I am trying to understand the mathematical structure of the Higgs fields and the Spontaneous Symmetry Breaking according to the spirit of the Nakahara`s book  "Geometry, Topology and Physics"  and the paper in the same spirit by  G.Sardanashvily  "Geometry of Classical Higgs Fields" (http://arxiv.org/pdf/hep-th/0510168.pdf).  In few words the Nakahara`s spirit consists in to convert in physics the theorems in "Foundations of Differential Geometry Vol 1" by Kobayashi and Nomizu (Please look an example of this at http://www.physicsoverflow.org/32653/differential-geometry-of-the-standard-model).   In this sense I think that the proposition 5.6, the proposition 6.4  and the proposition 7.4 in chapter II of  Kobayashi-Nomizu give a very important foundation of the mathematical structure of the Higgs field and the Spontaneous Symmetry Breaking  from the point of view of the modern differential geometry. 
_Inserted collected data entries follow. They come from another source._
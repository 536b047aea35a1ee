//! Database operations for users.

use crate::types::User;
use crate::Result;
use chrono::Utc;
use sqlx::PgPool;

/// Repository for user records.
#[derive(Clone)]
pub struct UserRepository {
    pool: PgPool,
}

impl UserRepository {
    pub fn new(pool: PgPool) -> Self {
        Self { pool }
    }

    /// Insert a new user and return the created row.
    ///
    /// The api_key is assigned in a second step so the key can embed the real
    /// user id; see `set_api_key`.
    pub async fn create(&self, email: &str, username: &str, password_hash: &str) -> Result<User> {
        let user: User = sqlx::query_as(
            r#"
            INSERT INTO users (email, username, password_hash, is_active, is_online, is_master_trader, created_at)
            VALUES ($1, $2, $3, TRUE, FALSE, FALSE, $4)
            RETURNING *
            "#,
        )
        .bind(email)
        .bind(username)
        .bind(password_hash)
        .bind(Utc::now())
        .fetch_one(&self.pool)
        .await?;

        Ok(user)
    }

    pub async fn find_by_id(&self, id: i64) -> Result<Option<User>> {
        let user = sqlx::query_as("SELECT * FROM users WHERE id = $1")
            .bind(id)
            .fetch_optional(&self.pool)
            .await?;
        Ok(user)
    }

    /// Case-insensitive email lookup.
    pub async fn find_by_email(&self, email: &str) -> Result<Option<User>> {
        let user = sqlx::query_as("SELECT * FROM users WHERE LOWER(email) = LOWER($1)")
            .bind(email)
            .fetch_optional(&self.pool)
            .await?;
        Ok(user)
    }

    pub async fn find_by_username(&self, username: &str) -> Result<Option<User>> {
        let user = sqlx::query_as("SELECT * FROM users WHERE username = $1")
            .bind(username)
            .fetch_optional(&self.pool)
            .await?;
        Ok(user)
    }

    pub async fn find_by_api_key(&self, api_key: &str) -> Result<Option<User>> {
        let user = sqlx::query_as("SELECT * FROM users WHERE api_key = $1")
            .bind(api_key)
            .fetch_optional(&self.pool)
            .await?;
        Ok(user)
    }

    pub async fn api_key_exists(&self, api_key: &str) -> Result<bool> {
        let row: Option<(i64,)> = sqlx::query_as("SELECT 1::BIGINT FROM users WHERE api_key = $1")
            .bind(api_key)
            .fetch_optional(&self.pool)
            .await?;
        Ok(row.is_some())
    }

    /// Assign a freshly generated api key. The unique index on users.api_key
    /// is the write-time collision check; callers retry on violation.
    pub async fn set_api_key(&self, user_id: i64, api_key: &str) -> Result<()> {
        sqlx::query("UPDATE users SET api_key = $1 WHERE id = $2")
            .bind(api_key)
            .bind(user_id)
            .execute(&self.pool)
            .await?;
        Ok(())
    }

    pub async fn set_master_trader(&self, user_id: i64, is_master: bool) -> Result<()> {
        sqlx::query("UPDATE users SET is_master_trader = $1 WHERE id = $2")
            .bind(is_master)
            .bind(user_id)
            .execute(&self.pool)
            .await?;
        Ok(())
    }

    pub async fn set_online(&self, user_id: i64, is_online: bool) -> Result<()> {
        sqlx::query("UPDATE users SET is_online = $1, last_seen = $2 WHERE id = $3")
            .bind(is_online)
            .bind(Utc::now())
            .bind(user_id)
            .execute(&self.pool)
            .await?;
        Ok(())
    }

    pub async fn record_login(&self, user_id: i64) -> Result<()> {
        let now = Utc::now();
        sqlx::query(
            "UPDATE users SET is_online = TRUE, last_login = $1, last_seen = $1 WHERE id = $2",
        )
        .bind(now)
        .bind(user_id)
        .execute(&self.pool)
        .await?;
        Ok(())
    }

    /// Fix the ingestion source IP on first authenticated use.
    pub async fn bind_login_ip(&self, user_id: i64, ip: &str) -> Result<()> {
        sqlx::query("UPDATE users SET last_login_ip = $1 WHERE id = $2 AND last_login_ip IS NULL")
            .bind(ip)
            .bind(user_id)
            .execute(&self.pool)
            .await?;
        Ok(())
    }

    pub async fn touch_last_seen(&self, user_id: i64) -> Result<()> {
        sqlx::query("UPDATE users SET last_seen = $1 WHERE id = $2")
            .bind(Utc::now())
            .bind(user_id)
            .execute(&self.pool)
            .await?;
        Ok(())
    }
}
Proposition 5.6.  The structure group $G$ of a principal bundle  $P(M, G)$ is reducible to a closed subgroup $H$ of $G$ if and only if the associated bundle $E(M, G/H, G, P)$  admits  a global cross section $\sigma :  M  \rightarrow  (E = P/H)$.

Proposition 6.4.  Let  $Q(M, H)$ be a principal subbundle of the principal bundle $P(M, G)$,  where $H$ is a Lie.subgroup of $G$. Assume that the Lie algebra $g$ of $G$ admits a subspace $m$ such that $g = m \oplus h$ (direct sum).and  $ad (H)(m)  \subset m$, where $h$ is the Lie algebra of $H$. For every connection  one-form $\omega_P$ in the principal bundle $P$,  the $h$-component $\omega_Q$ of $\omega_P$ restricted to the principal subbundle $Q$ is a connection one-form in $Q$.
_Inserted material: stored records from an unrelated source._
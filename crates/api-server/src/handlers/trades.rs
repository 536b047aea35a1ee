//! Trade and account read handlers.

use axum::extract::State;
use axum::{Extension, Json};
use chrono::{DateTime, Utc};
use relay_core::types::{Trade, TradeSide, TradeStatus, User};
use rust_decimal::Decimal;
use serde::Serialize;
use std::sync::Arc;
use utoipa::ToSchema;

use crate::error::ApiResult;
use crate::state::AppState;

/// One trade as exposed over the API.
#[derive(Debug, Serialize, ToSchema)]
pub struct TradeResponse {
    pub id: i64,
    pub ticket: String,
    pub symbol: String,
    #[schema(value_type = String)]
    pub side: TradeSide,
    pub volume: Decimal,
    pub open_price: Decimal,
    pub current_price: Decimal,
    #[serde(skip_serializing_if = "Option::is_none")]
    pub close_price: Option<Decimal>,
    pub profit: Decimal,
    #[schema(value_type = String)]
    pub status: TradeStatus,
    pub open_time: DateTime<Utc>,
    #[serde(skip_serializing_if = "Option::is_none")]
    pub close_time: Option<DateTime<Utc>>,
}

impl From<Trade> for TradeResponse {
    fn from(trade: Trade) -> Self {
        let profit = trade.realized_pnl.unwrap_or(trade.unrealized_pnl);
        Self {
            id: trade.id,
            ticket: trade.ticket,
            symbol: trade.symbol,
            side: trade.side,
            volume: trade.volume,
            open_price: trade.open_price,
            current_price: trade.current_price,
            close_price: trade.close_price,
            profit,
            status: trade.status,
            open_time: trade.open_time,
            close_time: trade.close_time,
        }
    }
}

#[derive(Debug, Serialize, ToSchema)]
pub struct TradeListResponse {
    pub trades: Vec<TradeResponse>,
}

/// Open and closed trades for the caller.
#[utoipa::path(
    get,
    path = "/api/trades",
    responses(
        (status = 200, description = "Caller's trades", body = TradeListResponse),
        (status = 401, description = "Unauthorized"),
    ),
    security(("bearer_auth" = [])),
    tag = "trades"
)]
pub async fn list_trades(
    State(state): State<Arc<AppState>>,
    Extension(user): Extension<User>,
) -> ApiResult<Json<TradeListResponse>> {
    let trades = state.trades.list_all(user.id).await?;
    Ok(Json(TradeListResponse {
        trades: trades.into_iter().map(TradeResponse::from).collect(),
    }))
}

/// Account summary plus aggregate trading statistics.
#[derive(Debug, Serialize, ToSchema)]
pub struct AccountStatsResponse {
    pub balance: Decimal,
    pub equity: Decimal,
    pub margin: Decimal,
    pub free_margin: Decimal,
    pub margin_level: Decimal,
    pub currency: String,
    pub connected: bool,
    pub total_trades: i64,
    pub open_trades: i64,
    pub closed_trades: i64,
    pub win_rate: Decimal,
    pub total_profit: Decimal,
}

/// Account summary and aggregate trading stats for the caller.
#[utoipa::path(
    get,
    path = "/api/account/stats",
    responses(
        (status = 200, description = "Account statistics", body = AccountStatsResponse),
        (status = 401, description = "Unauthorized"),
    ),
    security(("bearer_auth" = [])),
    tag = "trades"
)]
pub async fn account_stats(
    State(state): State<Arc<AppState>>,
    Extension(user): Extension<User>,
) -> ApiResult<Json<AccountStatsResponse>> {
    let connection = state.connections.find_by_user(user.id).await?;
    let stats = state.trades.stats(user.id).await?;

    let response = match connection {
        Some(c) => AccountStatsResponse {
            balance: c.balance,
            equity: c.equity,
            margin: c.margin,
            free_margin: c.free_margin,
            margin_level: c.margin_level,
            currency: c.currency,
            connected: c.is_connected,
            total_trades: stats.total_trades,
            open_trades: stats.open_trades,
            closed_trades: stats.closed_trades,
            win_rate: stats.win_rate,
            total_profit: stats.total_profit,
        },
        None => AccountStatsResponse {
            balance: Decimal::ZERO,
            equity: Decimal::ZERO,
            margin: Decimal::ZERO,
            free_margin: Decimal::ZERO,
            margin_level: Decimal::ZERO,
            currency: "USD".to_string(),
            connected: false,
            total_trades: stats.total_trades,
            open_trades: stats.open_trades,
            closed_trades: stats.closed_trades,
            win_rate: stats.win_rate,
            total_profit: stats.total_profit,
        },
    };

    Ok(Json(response))
}

/// Terminal connection status.
#[derive(Debug, Serialize, ToSchema)]
pub struct Mt5StatusResponse {
    pub connected: bool,
    #[serde(skip_serializing_if = "Option::is_none")]
    pub login: Option<i64>,
    #[serde(skip_serializing_if = "Option::is_none")]
    pub server: Option<String>,
    #[serde(skip_serializing_if = "Option::is_none")]
    pub last_sync: Option<DateTime<Utc>>,
    #[serde(skip_serializing_if = "Option::is_none")]
    pub message: Option<String>,
}

/// Terminal connection status for the caller.
#[utoipa::path(
    get,
    path = "/api/mt5/status",
    responses(
        (status = 200, description = "Connection status", body = Mt5StatusResponse),
        (status = 401, description = "Unauthorized"),
    ),
    security(("bearer_auth" = [])),
    tag = "trades"
)]
pub async fn mt5_status(
    State(state): State<Arc<AppState>>,
    Extension(user): Extension<User>,
) -> ApiResult<Json<Mt5StatusResponse>> {
    let response = match state.connections.find_by_user(user.id).await? {
        Some(c) => Mt5StatusResponse {
            // The live command channel is the authoritative liveness signal;
            // the stored flag only reflects the client's last report.
            connected: c.is_connected || state.hub.client_connected(user.id),
            login: c.login,
            server: c.server,
            last_sync: c.last_sync,
            message: None,
        },
        None => Mt5StatusResponse {
            connected: false,
            login: None,
            server: None,
            last_sync: None,
            message: Some("No terminal connection found. Install and run the desktop client.".into()),
        },
    };

    Ok(Json(response))
}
Proposition 7.4.  Let $P(M, G)$ be  a principal bundle and $E(M, G/H, G, P)$ the associated bundle with standard fibre $G/H$, where $H$ is a closed subgroup of $G$. Let $\sigma :  M  \rightarrow  E$ be a global cross section and $Q ( M, H)$ the reduced subbundle of $P(M, G)$  corresponding to the global cross section $\sigma$ according with  Proposition 5.6. Then a connection $\Gamma_P$ in $P$ is reducible to a connection  $\Gamma_Q$ in $Q$ if and only the global cross section $\sigma $ is parallel with respect to  $\Gamma_P$ .

My questions are: 

1. How to prove the propositions 5.6, 6.4 and 7.4?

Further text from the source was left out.